Dalla raccolta “Poesie d’amore”
Mi ha accompagnato la sera alla mia porta
come se fossi ubriaco di stelle
e d’alloro ho tinto la ma strada,
storie e trame lontane nella lusinga dei tramonti
si schiudono nell’ora che la tua voce d’amore
al mio petto ritorna
… fossi stato uno smemorato vagabondo
t’avrei comunque sognato
e negli occhi avrei il biancore del giglio
e nel corpo un abbraccio che non si spegne!
(Carmelo Caldone)
Un altro tema caro al nostro poeta grottolese è l’amore, che si fonde alle intime sensazioni donate dalla bellezza della natura. Delicatezza e passione sono le caratteristiche delle sue liriche ispirate a Cupido, sentimenti struggenti adornati da finezza sentimentale e profondità derivante dalla raffinata cultura del vivere.
“Se la poesia non nasce con la stessa naturalezza delle foglie sugli alberi, è meglio che non nasca neppure.” (Jonh Keats)

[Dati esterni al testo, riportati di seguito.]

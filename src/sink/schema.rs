//! Database schema definitions
//!
//! This module contains the SQL schema for the Price-Sweep database.

/// SQL schema for the database
pub const SCHEMA_SQL: &str = r#"
-- One row per retailer run
CREATE TABLE IF NOT EXISTS runs (
    id INTEGER PRIMARY KEY AUTOINCREMENT,
    retailer TEXT NOT NULL,
    started_at TEXT NOT NULL,
    finished_at TEXT,
    config_hash TEXT NOT NULL,
    status TEXT NOT NULL,
    total INTEGER,
    success INTEGER,
    not_found INTEGER,
    failed INTEGER,
    missing_target INTEGER
);

CREATE INDEX IF NOT EXISTS idx_runs_retailer ON runs(retailer);

-- One row per identifier per run
CREATE TABLE IF NOT EXISTS observations (
    id INTEGER PRIMARY KEY AUTOINCREMENT,
    run_id INTEGER NOT NULL REFERENCES runs(id),
    retailer TEXT NOT NULL,
    identifier TEXT NOT NULL,
    observed_at TEXT NOT NULL,
    observed_date TEXT NOT NULL,
    target TEXT,
    title TEXT,
    price_text TEXT,
    price REAL,
    in_stock INTEGER,
    outcome TEXT NOT NULL,
    last_error TEXT,
    attempts INTEGER NOT NULL,
    metadata TEXT NOT NULL,
    UNIQUE(run_id, identifier)
);

CREATE INDEX IF NOT EXISTS idx_observations_date ON observations(observed_date);
CREATE INDEX IF NOT EXISTS idx_observations_identifier ON observations(retailer, identifier);
"#;

/// Initializes the database schema
pub fn initialize_schema(conn: &rusqlite::Connection) -> Result<(), rusqlite::Error> {
    conn.execute_batch(SCHEMA_SQL)?;
    Ok(())
}
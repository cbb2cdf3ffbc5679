//! CSV identifier source
//!
//! Reads a headered CSV file into `ItemRecord`s. The identifier column is required; the URL and
//! metadata columns are optional per retailer.

use crate::config::RetailerConfig;
use crate::source::{ItemRecord, Metadata};
use crate::{SourceError, SourceResult};
use csv::{ReaderBuilder, StringRecord, Trim};
use std::collections::HashSet;
use std::fs::File;
use std::io::Read;
use std::path::Path;

/// Column names to read from an identifier CSV
#[derive(Debug, Clone)]
pub struct SourceColumns {
    pub id_column: String,
    pub url_column: Option<String>,
    pub metadata_columns: Vec<String>,
}

impl SourceColumns {
    pub fn from_retailer(retailer: &RetailerConfig) -> Self {
        Self {
            id_column: retailer.id_column.clone(),
            url_column: retailer.url_column.clone(),
            metadata_columns: retailer.metadata_columns.clone(),
        }
    }
}

/// Loads every item from an identifier CSV
///
/// # Errors
///
/// Fails if the file cannot be opened, is not valid CSV, or lacks the identifier or URL column.
/// Any such failure is fatal for the run.
pub fn load_items(path: &Path, columns: &SourceColumns) -> SourceResult<Vec<ItemRecord>> {
    let file = File::open(path).map_err(|source| SourceError::Open {
        path: path.display().to_string(),
        source,
    })?;

    let items = read_items(file, columns, &path.display().to_string())?;
    tracing::info!("Loaded {} identifiers from {}", items.len(), path.display());
    Ok(items)
}

/// Reads items from any CSV reader
///
/// Rows with an empty identifier are skipped, and only the first row of a repeated identifier is
/// kept. A URL cell that is empty or `NULL` means "no explicit target".
pub fn read_items<R: Read>(
    reader: R,
    columns: &SourceColumns,
    source_name: &str,
) -> SourceResult<Vec<ItemRecord>> {
    let mut reader = ReaderBuilder::new()
        .has_headers(true)
        .trim(Trim::All)
        .flexible(true)
        .from_reader(reader);

    let headers = reader.headers()?.clone();

    let id_index = column_index(&headers, &columns.id_column).ok_or_else(|| {
        SourceError::MissingColumn {
            path: source_name.to_string(),
            column: columns.id_column.clone(),
        }
    })?;

    let url_index = match &columns.url_column {
        Some(column) => Some(column_index(&headers, column).ok_or_else(|| {
            SourceError::MissingColumn {
                path: source_name.to_string(),
                column: column.clone(),
            }
        })?),
        None => None,
    };

    let metadata_indices: Vec<(&str, Option<usize>)> = columns
        .metadata_columns
        .iter()
        .map(|column| {
            let index = column_index(&headers, column);
            if index.is_none() {
                tracing::warn!(
                    "Metadata column '{}' not found in {}, values will be empty",
                    column,
                    source_name
                );
            }
            (column.as_str(), index)
        })
        .collect();

    let mut items = Vec::new();
    let mut seen = HashSet::new();

    for (row_number, row) in reader.records().enumerate() {
        let row = row?;

        let identifier = row.get(id_index).unwrap_or("").to_string();
        if identifier.is_empty() {
            tracing::warn!(
                "Skipping row {} of {}: empty identifier",
                row_number + 2,
                source_name
            );
            continue;
        }

        if !seen.insert(identifier.clone()) {
            tracing::warn!(
                "Skipping row {} of {}: duplicate identifier {}",
                row_number + 2,
                source_name,
                identifier
            );
            continue;
        }

        let target = url_index
            .and_then(|index| row.get(index))
            .filter(|url| !url.is_empty() && !url.eq_ignore_ascii_case("null"))
            .map(str::to_string);

        let metadata: Metadata = metadata_indices
            .iter()
            .map(|(column, index)| {
                let value = index.and_then(|i| row.get(i)).unwrap_or("");
                (*column, value)
            })
            .collect();

        items.push(ItemRecord {
            identifier,
            target,
            metadata,
        });
    }

    Ok(items)
}

/// Finds a header by name, ignoring surrounding whitespace
fn column_index(headers: &StringRecord, name: &str) -> Option<usize> {
    let name = name.trim();
    headers.iter().position(|header| header == name)
}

Con questa bellissima chiusa tratta dal grande John Keats, voglio congedarmi riflettendo sulla spontaneità dei versi di Carmelo Caldone. Leggere le sue strofe mi ha donato la mirabile sensazione di non fare nessuno sforzo nella constatazione dell’autenticità del suo sentire. Tutto scorre nel modo più naturale, come se le parole fossero le acque di un fiume che deve seguire il percorso naturale del suo cammino. Sono dolci carezze di neve d’inverno, o foglie sparse dal vento e nulla nel suo equilibrio perfetto tra sentimento e realtà viene disperso nell’oblio.